Nao considero o ecumenismo uma possibilidade real , como conciliar fundamentalistas ( que sao iguais ) mas se projetam como diametralmente distintos?Eis uma outra interessante situa,cao;
penso que o que nos tenta homogeinizar nesses tempos e a globaliza,cao , nao o ecumenismo, mas isso e conversa para diante de uma lareira ou uma montanha
Por fim , uma queixa judaica- na sua replica voce tal qual joao Gilberto escreveu, se esqueceu do principal, antes de vascaino e mangueirense, e em jhomenagem ao seu artigo SOU JUDEU .
do seu judeu, vascaino e mangueirense
bacci mille
J
Shalom Paulo !
Querendo compartilhar:Não temos por acaso cada um ao seu tempo,"conscientemente", perceber,aceitar as diferenças,reconhecer as semelhanças e mergulhar como uma gota no oceano ? Reintegraremos assim a magia pacificadora e Divina ?...! Claro que esta opção não é facil .Mas,manipulacamente ou não na historia da civilização humana,o funil vai se estreitando...! Deixando como saida nos reconhecermos como uma gota,para quem sabe então, nos molharmos deliciosamente em fusão no Oceano !
Tudo de bom no ano que vem !
shimon
Caro Paulo,

Dissolvemos individualidades a medida que mais nos misturamos. O que deixou conosco compartilhado faz-me afirmar que me sinto judia(como no texto de Bernard-Henry Lévy) e ao mesmo tempo acredito no Jesus e no Oxalá e nos Orixás. Como cabe tanta crença numa mesma pessoa? Paulo, meu canto quer toda gente.

O Natal é o amor, mas os cristãos esqueceram de inventar o tempo do coração bater junto ao calor do sol, a chama das virtudes. Ficar de fora não é o mesmo que não estar dentro. Porque o planeta engloba mesmo que não saibamos disto. Eu acredito num Deus tão grande que nem cabe em si mesmo, Paulo. E este Deus fica transbordando e parece até que é sonho. E no sonho tudo é tão misturado que todo faz-de-conta vira verdade, e toda verdade fica pequena perto das palavras que escrevo para te convencer que estamos tão perto, que nem a distância sabe contar os quilometros que nos separam.

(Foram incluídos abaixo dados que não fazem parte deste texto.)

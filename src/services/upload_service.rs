//! Storage for portfolio images posted as data URLs.

use crate::models::{ServiceError, UploadImageRequest, UploadImageResponse};
use base64::Engine;
use std::path::PathBuf;

/// Sub-directory of the upload root holding portfolio images.
pub const PORTFOLIO_PREFIX: &str = "portfolio";

/// Mount point of the upload root in the HTTP server.
pub const UPLOADS_ROUTE: &str = "/uploads";

pub struct UploadService {
    root: PathBuf,
    public_base_url: String,
}

impl UploadService {
    pub fn new(root: impl Into<PathBuf>, public_base_url: impl Into<String>) -> Self {
        Self {
            root: root.into(),
            public_base_url: public_base_url.into(),
        }
    }

    pub fn root(&self) -> &PathBuf {
        &self.root
    }

    pub async fn store_image(&self, request: &UploadImageRequest) -> Result<UploadImageResponse, ServiceError> {
        let payload = strip_data_url_prefix(&request.image);
        if payload.trim().is_empty() {
            return Err(ServiceError::ValidationError("Image data is required".to_string()));
        }

        let bytes = base64::engine::general_purpose::STANDARD
            .decode(payload.trim())
            .map_err(|e| ServiceError::ValidationError(format!("Invalid base64 image data: {}", e)))?;

        if !is_image_data(&bytes) {
            return Err(ServiceError::ValidationError("Uploaded data is not an image".to_string()));
        }

        let extension = image_extension(request.filename.as_deref().unwrap_or("image.jpg"));
        let relative = format!("{}/{}.{}", PORTFOLIO_PREFIX, uuid::Uuid::new_v4(), extension);

        let target = self.root.join(&relative);
        if let Some(parent) = target.parent() {
            tokio::fs::create_dir_all(parent)
                .await
                .map_err(|e| ServiceError::InternalError(format!("Failed to create upload dir: {}", e)))?;
        }
        tokio::fs::write(&target, &bytes)
            .await
            .map_err(|e| ServiceError::InternalError(format!("Failed to write image: {}", e)))?;

        tracing::info!("Stored portfolio image {} ({} bytes)", relative, bytes.len());

        Ok(UploadImageResponse {
            url: format!("{}{}/{}", self.public_base_url, UPLOADS_ROUTE, relative),
            filename: relative,
        })
    }
}

/// Accepts both `data:image/png;base64,XXXX` and bare base64.
fn strip_data_url_prefix(image: &str) -> &str {
    if image.starts_with("data:") {
        match image.split_once(',') {
            Some((_, payload)) => payload,
            None => "",
        }
    } else {
        image
    }
}

/// Extension from the client filename, restricted to the formats we serve; jpg otherwise.
fn image_extension(filename: &str) -> &'static str {
    let ext = filename
        .rsplit_once('.')
        .map(|(_, ext)| ext.to_lowercase())
        .unwrap_or_default();

    match ext.as_str() {
        "jpg" => "jpg",
        "jpeg" => "jpeg",
        "png" => "png",
        "gif" => "gif",
        "webp" => "webp",
        _ => "jpg",
    }
}

fn is_image_data(data: &[u8]) -> bool {
    if data.len() < 4 {
        return false;
    }

    data.starts_with(&[0xFF, 0xD8, 0xFF]) || // JPEG
        data.starts_with(&[0x89, 0x50, 0x4E, 0x47]) || // PNG
        data.starts_with(b"GIF") ||
        (data.len() >= 12 && &data[8..12] == b"WEBP")
}

#[cfg(test)]
mod tests {
    use super::*;

    const PNG_HEADER: [u8; 8] = [0x89, 0x50, 0x4E, 0x47, 0x0D, 0x0A, 0x1A, 0x0A];

    #[test]
    fn strips_data_url_prefix() {
        assert_eq!(strip_data_url_prefix("data:image/png;base64,QUJD"), "QUJD");
        assert_eq!(strip_data_url_prefix("QUJD"), "QUJD");
        assert_eq!(strip_data_url_prefix("data:broken"), "");
    }

    #[test]
    fn extension_falls_back_to_jpg() {
        assert_eq!(image_extension("shot.PNG"), "png");
        assert_eq!(image_extension("photo.webp"), "webp");
        assert_eq!(image_extension("archive.tar.gz"), "jpg");
        assert_eq!(image_extension("noext"), "jpg");
    }

    #[tokio::test]
    async fn stores_image_under_portfolio_prefix() {
        let dir = tempfile::tempdir().unwrap();
        let service = UploadService::new(dir.path(), "http://localhost:5000");
        let encoded = base64::engine::general_purpose::STANDARD.encode(PNG_HEADER);

        let response = service
            .store_image(&UploadImageRequest {
                image: format!("data:image/png;base64,{}", encoded),
                filename: Some("logo.png".to_string()),
            })
            .await
            .unwrap();

        assert!(response.filename.starts_with("portfolio/"));
        assert!(response.filename.ends_with(".png"));
        assert_eq!(
            response.url,
            format!("http://localhost:5000/uploads/{}", response.filename)
        );
        let written = std::fs::read(dir.path().join(&response.filename)).unwrap();
        assert_eq!(written, PNG_HEADER);
    }

    #[tokio::test]
    async fn rejects_non_image_payload() {
        let dir = tempfile::tempdir().unwrap();
        let service = UploadService::new(dir.path(), "http://localhost:5000");
        let encoded = base64::engine::general_purpose::STANDARD.encode(b"plain text file");

        let err = service
            .store_image(&UploadImageRequest {
                image: encoded,
                filename: Some("notes.txt".to_string()),
            })
            .await
            .unwrap_err();
        assert!(matches!(err, ServiceError::ValidationError(_)));
    }
}
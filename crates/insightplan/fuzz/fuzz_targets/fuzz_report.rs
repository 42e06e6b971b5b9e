//! Fuzz target for the advisory report formatter.

#![no_main]

use insightplan::ReportFormatter;
use libfuzzer_sys::fuzz_target;

fuzz_target!(|text: &str| {
    if let Ok(formatter) = ReportFormatter::with_defaults() {
        let blocks = formatter.format(text);
        assert!(blocks.len() <= text.split('\n').count());
    }
});
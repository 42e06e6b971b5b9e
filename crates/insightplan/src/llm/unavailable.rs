//! Gateway standing in for a provider that could not be set up.

use indexmap::IndexMap;

use crate::analysis::ColumnSummary;
use crate::error::{InsightError, Result};

use super::provider::{LlmConfig, SuggestionGateway};

/// Gateway whose every request fails with the recorded reason.
///
/// Attached when a provider cannot be built (for example a missing API
/// key), so the session still renders statistics and [`advise`] reports
/// the fallback text.
///
/// [`advise`]: super::advise
pub struct UnavailableProvider {
    name: String,
    reason: String,
    config: LlmConfig,
}

impl UnavailableProvider {
    pub fn new(name: impl Into<String>, reason: impl Into<String>) -> Self {
        Self {
            name: name.into(),
            reason: reason.into(),
            config: LlmConfig::default(),
        }
    }

    /// Why the provider is unavailable.
    pub fn reason(&self) -> &str {
        &self.reason
    }
}

impl SuggestionGateway for UnavailableProvider {
    fn suggest(&self, _summary: &IndexMap<String, ColumnSummary>) -> Result<String> {
        Err(InsightError::Gateway(format!(
            "{} unavailable: {}",
            self.name, self.reason
        )))
    }

    fn config(&self) -> &LlmConfig {
        &self.config
    }

    fn name(&self) -> &str {
        &self.name
    }
}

Paulo, acho mesmo é que as diferenças nos reinventam. Para que sejamos mais largos, e nesta plenitude possamos imaginar um mundo mais justo.

Forte abraço e
Feliz 2010!
Flávia
Olá Shimon,demorei a responder.Na verdade mtas coisas não entendi mas o teu fnal foi claro.Fusão não é um assunto q. me atrai.Ele diz respeito a uma visão de mundo que apaga a cons da individualidade e onde os seres humanos passam a ser manipulados por pessoas mais espertas em nome de revelações divinas muito duvidosas.Isto é o que a história tem nos ensinado.Isto tbm é diferente da Hitlahavut, o estado de ânimo que os hassidim buscavam e q. era muito diferente de apagar a singulariedade e com ela a poss. de escolha e decisão.Tenho a impressão q. o juda´smo tem apostado na alegria que não apaga a cons. e a capacidade de decidir e fazer escolhas.Por outro lado as ideologias totalitarias religiosas ou não sempre apelam para este nosso sentimento humano de desaprecer no mar para,no final das contas,afogarem as nossas liberdades num mar de certo e errado,dentro e fora,onde não resta lmais lugar para a individualidade e para a liberdade.O assunto vai longe.Que tal pensarmos nestas idéias?Grande abraço e obrigado por escrever.Paulo

shimon nahmias disse:
Shalom Paulo !
Querendo compartilhar:Não temos por acaso cada um ao seu tempo,"conscientemente", perceber,aceitar as diferenças,reconhecer as semelhanças e mergulhar como uma gota no oceano ? Reintegraremos assim a magia pacificadora e Divina ?...! Claro que esta opção não é facil .Mas,manipulacamente ou não na historia da civilização humana,o funil vai se estreitando...! Deixando como saida nos reconhecermos como uma gota,para quem sabe então, nos molharmos deliciosamente em fusão no Oceano !
Tudo de bom no ano que vem !
shimon
Olá, Paulo!!

Concordo contigo; o rabino Jonathan Sachs escreve em seu livro "Teremos netos judeus?" justamente um alerta similar ao teu. Creio que a diferença é salutar e a assimilação acaba eliminando vantagens. As diferenças devem ser observadas como oportunidade para aprendizado e individualidade.